The biggest problem I have with the existing fish farm is the mess of tyres they've left on the shore just south of the pier. I certainly don't like the sound of the barge if it's anything like the NW Shuna one.
 
I certainly don't like the sound of the barge if it's anything like the NW Shuna one.

It's a bit horrible isn't it? There ought to be some sort of ascetics-related planning applied to fish farm structures. On our first full day in Norway this Summer sailing up the inner lead towards Bergen we came across a pretty little floating house which puzzled me until I realised it was part of a fish farm, the equivalent of the grey monstrosity at the North end of Shuna but with a modicum of taste and common sense applied.


- W
 
I've been horrified to read the pre-application report for the proposed relocation of an existing salmon farm in Seil Sound to a point further South, opposite the entrance to the Cuan, which those familiar with Argyll will know is one of the main routes used by yachts and working craft. I've posted up details on www.scottishboating.blogspot.com.
Fish farms are the sacred cows of the Highlands, providing miserable subsistence-level, brutal employment, looking after miserable, unnatural flabby so-called salmon, which escape to ruin the indigenous salmon stocks, pollute the waters underneath the cages and whose lice wreck the sea trout in the estuaries. Most of the profits go to Norway.
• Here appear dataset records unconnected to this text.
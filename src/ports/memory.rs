//! In-memory persistence collaborator, used by tests and the demo CLI.

use std::sync::{Arc, Mutex};

use async_trait::async_trait;

use crate::domain::offer::{NormalizedOffer, SourceId};
use crate::domain::shipping::ShippingRule;

use super::store::{OfferStore, StoreError};

/// Offer store that keeps everything in memory and records bulk inserts.
#[derive(Debug, Default)]
pub struct InMemoryStore {
    sources: Vec<(String, SourceId)>,
    rules: Vec<ShippingRule>,
    offers: Arc<Mutex<Vec<NormalizedOffer>>>,
    fail_inserts: bool,
}

impl InMemoryStore {
    pub fn new() -> Self {
        Self::default()
    }

    /// Store seeded with the default source registry.
    pub fn with_default_sources() -> Self {
        Self::new().with_sources(vec![
            ("rakuten".to_string(), SourceId(1)),
            ("yahoo".to_string(), SourceId(2)),
            ("amazon".to_string(), SourceId(3)),
            ("tavily".to_string(), SourceId(4)),
        ])
    }

    pub fn with_sources(mut self, sources: Vec<(String, SourceId)>) -> Self {
        self.sources = sources;
        self
    }

    pub fn with_rules(mut self, rules: Vec<ShippingRule>) -> Self {
        self.rules = rules;
        self
    }

    /// Make every bulk insert fail, for persistence-failure tests.
    pub fn with_failing_inserts(mut self) -> Self {
        self.fail_inserts = true;
        self
    }

    /// Snapshot of everything inserted so far.
    pub fn offers(&self) -> Vec<NormalizedOffer> {
        self.offers.lock().expect("offer lock poisoned").clone()
    }
}

#[async_trait]
impl OfferStore for InMemoryStore {
    async fn list_enabled_sources(&self) -> Result<Vec<(String, SourceId)>, StoreError> {
        Ok(self.sources.clone())
    }

    async fn bulk_insert_offers(&self, offers: &[NormalizedOffer]) -> Result<(), StoreError> {
        if self.fail_inserts {
            return Err(StoreError::Backend("insert rejected".to_string()));
        }
        self.offers
            .lock()
            .map_err(|_| StoreError::Backend("offer lock poisoned".to_string()))?
            .extend_from_slice(offers);
        Ok(())
    }

    async fn list_enabled_shipping_rules(&self) -> Result<Vec<ShippingRule>, StoreError> {
        Ok(self.rules.iter().filter(|r| r.enabled).cloned().collect())
    }
}

#[cfg(test)]
mod tests {
    use super::*;
    use crate::domain::offer::{normalize_offers, ItemId, RawOffer};

    #[tokio::test]
    async fn test_insert_then_read_back() {
        let store = InMemoryStore::with_default_sources();
        let offers = normalize_offers(
            vec![RawOffer::default()],
            ItemId(1),
            Some(SourceId(1)),
            chrono::Utc::now(),
        );

        store.bulk_insert_offers(&offers).await.unwrap();
        assert_eq!(store.offers().len(), 1);
    }

    #[tokio::test]
    async fn test_disabled_rules_filtered() {
        let enabled = ShippingRule {
            carrier: "c".to_string(),
            service_name: "on".to_string(),
            max_l: None,
            max_w: None,
            max_h: None,
            max_weight: None,
            price: 100,
            packaging_cost: 0,
            enabled: true,
        };
        let mut disabled = enabled.clone();
        disabled.service_name = "off".to_string();
        disabled.enabled = false;

        let store = InMemoryStore::new().with_rules(vec![enabled, disabled]);
        let rules = store.list_enabled_shipping_rules().await.unwrap();
        assert_eq!(rules.len(), 1);
        assert_eq!(rules[0].service_name, "on");
    }

    #[tokio::test]
    async fn test_failing_inserts() {
        let store = InMemoryStore::new().with_failing_inserts();
        let result = store.bulk_insert_offers(&[]).await;
        assert!(matches!(result, Err(StoreError::Backend(_))));
    }
}
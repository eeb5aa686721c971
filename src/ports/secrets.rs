//! Secret lookup collaborator port.

use thiserror::Error;

#[derive(Debug, Error)]
pub enum SecretError {
    #[error("secret backend unavailable: {0}")]
    Unavailable(String),
}

/// Key/value credential lookup. `Ok(None)` means the credential is not
/// provisioned, which soft-disables the adapter that needs it.
#[cfg_attr(test, mockall::automock)]
pub trait SecretStore: Send + Sync {
    fn get_secret(&self, key: &str) -> Result<Option<String>, SecretError>;
}

/// Read a credential, treating a failed backend the same as an absent value.
///
/// Adapters must not fail a search because the secret backend is down; the
/// condition is logged and the source soft-disables.
pub fn get_secret_safe(store: &dyn SecretStore, key: &str) -> Option<String> {
    match store.get_secret(key) {
        Ok(value) => value,
        Err(err) => {
            tracing::warn!(key, error = %err, "secret backend unavailable, treating credential as absent");
            None
        }
    }
}

/// Secret store backed by environment variables, loaded from `.env` by the
/// binary. Keys are upper-cased: `rakuten_app_id` reads `RAKUTEN_APP_ID`.
#[derive(Debug, Default)]
pub struct EnvSecrets;

impl EnvSecrets {
    pub fn new() -> Self {
        Self
    }
}

impl SecretStore for EnvSecrets {
    fn get_secret(&self, key: &str) -> Result<Option<String>, SecretError> {
        match std::env::var(key.to_uppercase()) {
            Ok(value) if !value.is_empty() => Ok(Some(value)),
            Ok(_) | Err(std::env::VarError::NotPresent) => Ok(None),
            Err(err) => Err(SecretError::Unavailable(err.to_string())),
        }
    }
}

#[cfg(test)]
mod tests {
    use super::*;

    #[test]
    fn test_safe_lookup_passes_value_through() {
        let mut store = MockSecretStore::new();
        store
            .expect_get_secret()
            .returning(|_| Ok(Some("app-id".to_string())));

        assert_eq!(
            get_secret_safe(&store, "rakuten_app_id"),
            Some("app-id".to_string())
        );
    }

    #[test]
    fn test_safe_lookup_treats_backend_failure_as_absent() {
        let mut store = MockSecretStore::new();
        store
            .expect_get_secret()
            .returning(|_| Err(SecretError::Unavailable("keychain locked".to_string())));

        assert_eq!(get_secret_safe(&store, "rakuten_app_id"), None);
    }

    #[test]
    fn test_env_secrets_reads_uppercased_key() {
        std::env::set_var("FLIPSCOUT_TEST_SECRET", "value");
        let store = EnvSecrets::new();

        assert_eq!(
            store.get_secret("flipscout_test_secret").unwrap(),
            Some("value".to_string())
        );
        std::env::remove_var("FLIPSCOUT_TEST_SECRET");
    }

    #[test]
    fn test_env_secrets_missing_is_none_not_error() {
        let store = EnvSecrets::new();
        assert_eq!(store.get_secret("flipscout_never_set").unwrap(), None);
    }
}
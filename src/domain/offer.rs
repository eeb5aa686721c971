//! Offer records
//!
//! `RawOffer` is what a single backend returns; `NormalizedOffer` is the
//! common shape handed to the store after stamping and total computation.

use chrono::{DateTime, Utc};
use serde::{Deserialize, Serialize};

/// Opaque identifier of a registered source.
#[derive(Debug, Clone, Copy, PartialEq, Eq, Hash, Serialize, Deserialize)]
pub struct SourceId(pub i64);

/// Identifier of the item a refresh was requested for.
#[derive(Debug, Clone, Copy, PartialEq, Eq, Hash, Serialize, Deserialize)]
pub struct ItemId(pub i64);

/// One offer as mapped from a backend response. Fields a backend cannot
/// provide stay `None`; they are never zero-filled.
#[derive(Debug, Clone, Default, PartialEq, Serialize, Deserialize)]
pub struct RawOffer {
    pub title: Option<String>,
    /// Price in the source currency, whole units (yen).
    pub price: Option<i64>,
    /// Shipping cost when the backend states it. `Some(0)` means postage
    /// included; `None` means unknown.
    pub shipping: Option<i64>,
    pub stock_status: Option<String>,
    pub url: Option<String>,
    /// Source-specific relevance score in 0..=1, if the backend has one.
    pub confidence: Option<f64>,
    /// Free-text snippet the price was extracted from, if any.
    pub raw_text: Option<String>,
}

/// Offer in the common schema, immutable once constructed.
#[derive(Debug, Clone, PartialEq, Serialize, Deserialize)]
pub struct NormalizedOffer {
    pub item_id: ItemId,
    pub source_id: Option<SourceId>,
    pub title: Option<String>,
    pub price: Option<i64>,
    pub shipping: Option<i64>,
    /// `price + shipping.unwrap_or(0)`, present iff `price` is present.
    pub total: Option<i64>,
    pub stock_status: Option<String>,
    pub url: Option<String>,
    pub confidence: Option<f64>,
    pub fetched_at: DateTime<Utc>,
    pub raw_text: Option<String>,
}

/// Stamp raw offers from one source with the identifiers of the fetch that
/// produced them and compute totals.
pub fn normalize_offers(
    raw: Vec<RawOffer>,
    item_id: ItemId,
    source_id: Option<SourceId>,
    fetched_at: DateTime<Utc>,
) -> Vec<NormalizedOffer> {
    raw.into_iter()
        .map(|offer| {
            let total = offer.price.map(|p| p + offer.shipping.unwrap_or(0));
            NormalizedOffer {
                item_id,
                source_id,
                title: offer.title,
                price: offer.price,
                shipping: offer.shipping,
                total,
                stock_status: offer.stock_status,
                url: offer.url,
                confidence: offer.confidence,
                fetched_at,
                raw_text: offer.raw_text,
            }
        })
        .collect()
}
//! Ports Layer - Trait definitions for external collaborators
//!
//! Following hexagonal architecture, these traits abstract:
//! - Search backends (`OfferSource`)
//! - The persistence collaborator (`OfferStore`)
//! - The secret lookup collaborator (`SecretStore`)

pub mod memory;
pub mod secrets;
pub mod source;
pub mod store;

pub use memory::InMemoryStore;
pub use secrets::{get_secret_safe, EnvSecrets, SecretError, SecretStore};
pub use source::{OfferSource, SourceError};
pub use store::{OfferStore, StoreError};
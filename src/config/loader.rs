//! Configuration Loader
//!
//! Loads `config.toml` with serde defaults; a missing file means defaults.
//! Secrets never live here; they come from the secret collaborator.

use std::path::Path;
use std::time::Duration;

use serde::Deserialize;
use thiserror::Error;

use crate::adapters::http::{HttpClientConfig, RetryPolicy};

/// Main configuration structure matching config.toml.
#[derive(Debug, Clone, Default, Deserialize)]
pub struct AppConfig {
    #[serde(default)]
    pub http: HttpSection,
    #[serde(default)]
    pub sources: SourcesSection,
    #[serde(default)]
    pub shipping: ShippingSection,
}

/// Outbound HTTP tuning shared by all adapters.
#[derive(Debug, Clone, Deserialize)]
pub struct HttpSection {
    /// Per-request timeout in seconds.
    pub timeout_secs: u64,
    /// Minimum spacing between call starts per client, in milliseconds.
    pub min_interval_ms: u64,
    /// Additional attempts after the first.
    pub max_retries: u32,
    pub base_delay_ms: u64,
    pub max_delay_ms: u64,
}

impl Default for HttpSection {
    fn default() -> Self {
        Self {
            timeout_secs: 10,
            min_interval_ms: 1000,
            max_retries: 2,
            base_delay_ms: 500,
            max_delay_ms: 4000,
        }
    }
}

#[derive(Debug, Clone, Deserialize)]
pub struct SourcesSection {
    /// Marketplace locale for the signed adapter ("JP" or "US").
    pub amazon_locale: String,
}

impl Default for SourcesSection {
    fn default() -> Self {
        Self {
            amazon_locale: "JP".to_string(),
        }
    }
}

#[derive(Debug, Clone, Deserialize)]
pub struct ShippingSection {
    /// Packaging cost assumed when the caller does not supply one.
    pub default_packaging_cost: i64,
}

impl Default for ShippingSection {
    fn default() -> Self {
        Self {
            default_packaging_cost: 50,
        }
    }
}

#[derive(Debug, Error)]
pub enum ConfigError {
    #[error("failed to read config file: {0}")]
    Io(#[from] std::io::Error),
    #[error("failed to parse TOML: {0}")]
    Parse(#[from] toml::de::Error),
    #[error("validation failed: {0}")]
    Validation(String),
}

/// Load configuration; a missing file yields the defaults.
pub fn load_config<P: AsRef<Path>>(path: P) -> Result<AppConfig, ConfigError> {
    let path = path.as_ref();
    if !path.exists() {
        return Ok(AppConfig::default());
    }
    let content = std::fs::read_to_string(path)?;
    let config: AppConfig = toml::from_str(&content)?;
    config.validate()?;
    Ok(config)
}

impl AppConfig {
    pub fn validate(&self) -> Result<(), ConfigError> {
        if self.http.timeout_secs == 0 {
            return Err(ConfigError::Validation(
                "timeout_secs must be > 0".to_string(),
            ));
        }
        if self.http.max_delay_ms < self.http.base_delay_ms {
            return Err(ConfigError::Validation(format!(
                "max_delay_ms {} must be >= base_delay_ms {}",
                self.http.max_delay_ms, self.http.base_delay_ms
            )));
        }
        if self.shipping.default_packaging_cost < 0 {
            return Err(ConfigError::Validation(format!(
                "default_packaging_cost must be >= 0, got {}",
                self.shipping.default_packaging_cost
            )));
        }
        Ok(())
    }

    /// HTTP client tuning for the adapters.
    pub fn http_client_config(&self) -> HttpClientConfig {
        HttpClientConfig {
            timeout: Duration::from_secs(self.http.timeout_secs),
            min_interval: Duration::from_millis(self.http.min_interval_ms),
            retry: RetryPolicy {
                max_retries: self.http.max_retries,
                base_delay: Duration::from_millis(self.http.base_delay_ms),
                max_delay: Duration::from_millis(self.http.max_delay_ms),
            },
        }
    }
}
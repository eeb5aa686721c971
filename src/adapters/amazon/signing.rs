//! AWS Signature Version 4 signing for PA-API requests.
//!
//! Canonical request over the POST body, SHA-256 payload hash, signing key
//! derived by iterated HMAC over date/region/service/"aws4_request", and the
//! resulting Authorization header.

use chrono::{DateTime, Utc};
use hmac::{Hmac, Mac};
use sha2::{Digest, Sha256};

type HmacSha256 = Hmac<Sha256>;

const ALGORITHM: &str = "AWS4-HMAC-SHA256";
const SIGNED_HEADER_LIST: &str = "content-encoding;content-type;host;x-amz-date;x-amz-target";

/// Everything the signature is computed over. The timestamp is explicit so
/// signing stays deterministic under test.
pub struct SigningParams<'a> {
    pub access_key: &'a str,
    pub secret_key: &'a str,
    pub host: &'a str,
    pub region: &'a str,
    pub service: &'a str,
    pub uri_path: &'a str,
    pub amz_target: &'a str,
    /// Exact JSON body that will be sent on the wire.
    pub payload: &'a str,
    pub signed_at: DateTime<Utc>,
}

/// Header values to attach to the signed request.
#[derive(Debug)]
pub struct SignedHeaders {
    pub amz_date: String,
    pub authorization: String,
}

pub fn sign(params: &SigningParams<'_>) -> SignedHeaders {
    let amz_date = params.signed_at.format("%Y%m%dT%H%M%SZ").to_string();
    let date_stamp = params.signed_at.format("%Y%m%d").to_string();

    let canonical_headers = format!(
        "content-encoding:amz-1.0\ncontent-type:application/json; charset=utf-8\nhost:{}\nx-amz-date:{}\nx-amz-target:{}\n",
        params.host, amz_date, params.amz_target
    );
    let payload_hash = hex_sha256(params.payload.as_bytes());
    // Query string is always empty for the search endpoint.
    let canonical_request = format!(
        "POST\n{}\n\n{}\n{}\n{}",
        params.uri_path, canonical_headers, SIGNED_HEADER_LIST, payload_hash
    );

    let credential_scope = format!(
        "{}/{}/{}/aws4_request",
        date_stamp, params.region, params.service
    );
    let string_to_sign = format!(
        "{}\n{}\n{}\n{}",
        ALGORITHM,
        amz_date,
        credential_scope,
        hex_sha256(canonical_request.as_bytes())
    );

    let signing_key = derive_signing_key(
        params.secret_key,
        &date_stamp,
        params.region,
        params.service,
    );
    let signature = hex::encode(hmac_sha256(&signing_key, string_to_sign.as_bytes()));

    let authorization = format!(
        "{} Credential={}/{}, SignedHeaders={}, Signature={}",
        ALGORITHM, params.access_key, credential_scope, SIGNED_HEADER_LIST, signature
    );

    SignedHeaders {
        amz_date,
        authorization,
    }
}

fn derive_signing_key(secret_key: &str, date_stamp: &str, region: &str, service: &str) -> Vec<u8> {
    let k_date = hmac_sha256(format!("AWS4{secret_key}").as_bytes(), date_stamp.as_bytes());
    let k_region = hmac_sha256(&k_date, region.as_bytes());
    let k_service = hmac_sha256(&k_region, service.as_bytes());
    hmac_sha256(&k_service, b"aws4_request")
}

fn hmac_sha256(key: &[u8], message: &[u8]) -> Vec<u8> {
    let mut mac = HmacSha256::new_from_slice(key).expect("HMAC-SHA256 accepts any key length");
    mac.update(message);
    mac.finalize().into_bytes().to_vec()
}

fn hex_sha256(data: &[u8]) -> String {
    hex::encode(Sha256::digest(data))
}
//! Rate-limited retrying HTTP client shared by all source adapters.

pub mod client;
pub mod rate_limit;

pub use client::{HttpClient, HttpClientConfig, RequestError, RetryPolicy};
pub use rate_limit::RateLimiter;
They are here to stay, because they provide employment of a sort in a deprived area and, along with whisky, are a rare jewel in Scotland's export crown. But at what a cost to wild stocks? And our notions of humanity?

Nobody needs salmon. It is a protein too far. Most of it goes for smoked salmon, hardly a basic commodity. Farming salmon is not helping to allevate our chronic over fishing problem. That is slowly being tackled by the EU in its own convoluted way and the likes of Hugh Fearnley Whittingstall's campaign to stop fish discards.

Salmon farming is far more cruel than battery chicken farming, caging a wild creature, depriving it of freedom and denying it the one thing it was born for: to migrate up the river of its birth. Would you believe the RSPCA accredit some farmed salmon as Freedom Food! In a cage? Fed by a machine? Sucked up in a giant vacuum cleaner and bashed on the head... Free? It's a perversion of our language. Royal Society for the Prevention of Cruelty to Animals indeed. Pah!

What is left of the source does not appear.